O interessante é que a lulada só agitou a ideia depois de terminado o recadastramento, e não antes, como deveria ser. A manobra, suja como tudo o que vem dessa seita messiânica que remete aos piores tempos do stalinismo e do maoísmo, dá a certeza de que realmente os títulos anulados, da ordem de 3,3 milhões, eram realmente irregulares e serviam a interesses políticos escusos.

Como fazem em tudo que lhes desagrada, começaram a criar as mais loucas teorias conspiratórias, alegando que queriam impedir os mais pobres de votar, que isso marginalizaria milhões de eleitores, e que um número tão grande de títulos anulados poderia mudar os rumos de uma eleição. Era aí que morava o golpe: Metade dos títulos anulados era da região Nordeste, em bolsões de eleitores históricos do lulismo. Touché.

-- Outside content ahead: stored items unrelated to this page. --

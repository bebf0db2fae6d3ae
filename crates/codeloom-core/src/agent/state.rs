//! Agent loop state

use std::path::PathBuf;

use crate::ai::types::{AiToolCall, Message, Role};
use crate::tools::TERMINAL_TOOL;

/// Conversation plus the directory every tool call is scoped to
#[derive(Debug, Clone)]
pub struct AgentState {
    pub history: Vec<Message>,
    pub workspace_root: PathBuf,
}

impl AgentState {
    /// Fresh state holding only the task as the first user message
    pub fn new(task: impl Into<String>, workspace_root: impl Into<PathBuf>) -> Self {
        Self {
            history: vec![Message::user(task)],
            workspace_root: workspace_root.into(),
        }
    }

    pub fn last_assistant(&self) -> Option<&Message> {
        self.history
            .last()
            .filter(|m| m.role == Role::Assistant)
    }

    /// The terminal tool call in the latest assistant turn, if any
    pub fn terminal_call(&self) -> Option<&AiToolCall> {
        self.last_assistant()?
            .tool_calls
            .iter()
            .find(|c| c.name == TERMINAL_TOOL)
    }

    /// Number of tool-role messages appended so far
    pub fn tool_results(&self) -> usize {
        self.history.iter().filter(|m| m.role == Role::Tool).count()
    }
}
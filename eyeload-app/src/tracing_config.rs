//! Subscriber setup for the `eyeload` binary.
//!
//! Libraries only emit `tracing` events; this is the one place a subscriber is
//! installed. `RUST_LOG` always wins over the defaults below.

use tracing_subscriber::{filter::EnvFilter, fmt, prelude::*};

const DEFAULT_FILTER: &str = "warn,eyeload_asc=info,eyeload_app=info";
const VERBOSE_FILTER: &str = "info,eyeload_asc=debug,eyeload_app=debug";

/// Logs to stderr so that stdout carries only the session reports
pub fn init(verbose: bool) {
    let default = if verbose { VERBOSE_FILTER } else { DEFAULT_FILTER };
    let filter = EnvFilter::try_from_default_env().unwrap_or_else(|_| EnvFilter::new(default));

    tracing_subscriber::registry()
        .with(
            fmt::layer()
                .compact()
                .with_writer(std::io::stderr)
                .with_target(verbose)
                .with_thread_ids(false)
                .with_file(false)
                .with_line_number(false),
        )
        .with(filter)
        .init();
}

                        E como sempre, a lulada correu ao STF, seu tribunal particular até para definir a que horas Lula deve assistir TV na cadeia, para requerer, na maior cara de pau, a coisa mais cínica desde que Calígula nomeou seu cavalo cônsul: Que esses 3,3 milhões de títulos pudessem “valer” na eleição. A decisão no STF saiu quarta, 26, quando Ricardo Lewandowski, ministro que dispensa comentários, chegou a sugerir que esses “pobres excluídos” votassem nas antigas urnas de lona. Inacreditável. Marco Aurélio de Mello, cujos votos parecem sair de algum pesadelo de Salvador Dali, concordou, com aquela cara de quem continua dormindo. Pelamor. Porém, a maioria sã do STF venceu por 5 x 2 e os tais 3,3 milhões de potenciais robôs metafísicos do lulismo não poderão votar da quinta dimensão. O golpe lulista, um entre milhares, naufragou – e que os demais o sigam para o fundo do esgoto, mesmo lugar de onde saíram.

A única coisa realmente relevante a se discutir nessa eleição seria como evitar um novo desastre de 13 anos da pior administração possível da economia, resultando em 14 milhões de desempregados e 4 anos de recessão (tragédia inédita no Brasil), tudo recheado de escândalos como o petrolão, o maior assalto aos cofres públicos em toda a história humana; infelizmente, eleitores e candidatos, reais, fantoches ou os tais 3,3 milhões do além, preferem discutir machismo, feminismo, ditadura de 50 anos atrás, ideologia de gênero e outras bobagens sem a menor urgência ou relevo. Por isso o lulismo resiste como um câncer, sugando-nos, vivendo como o parasita que é. Estamos realmente na merda, independente do resultado da eleição.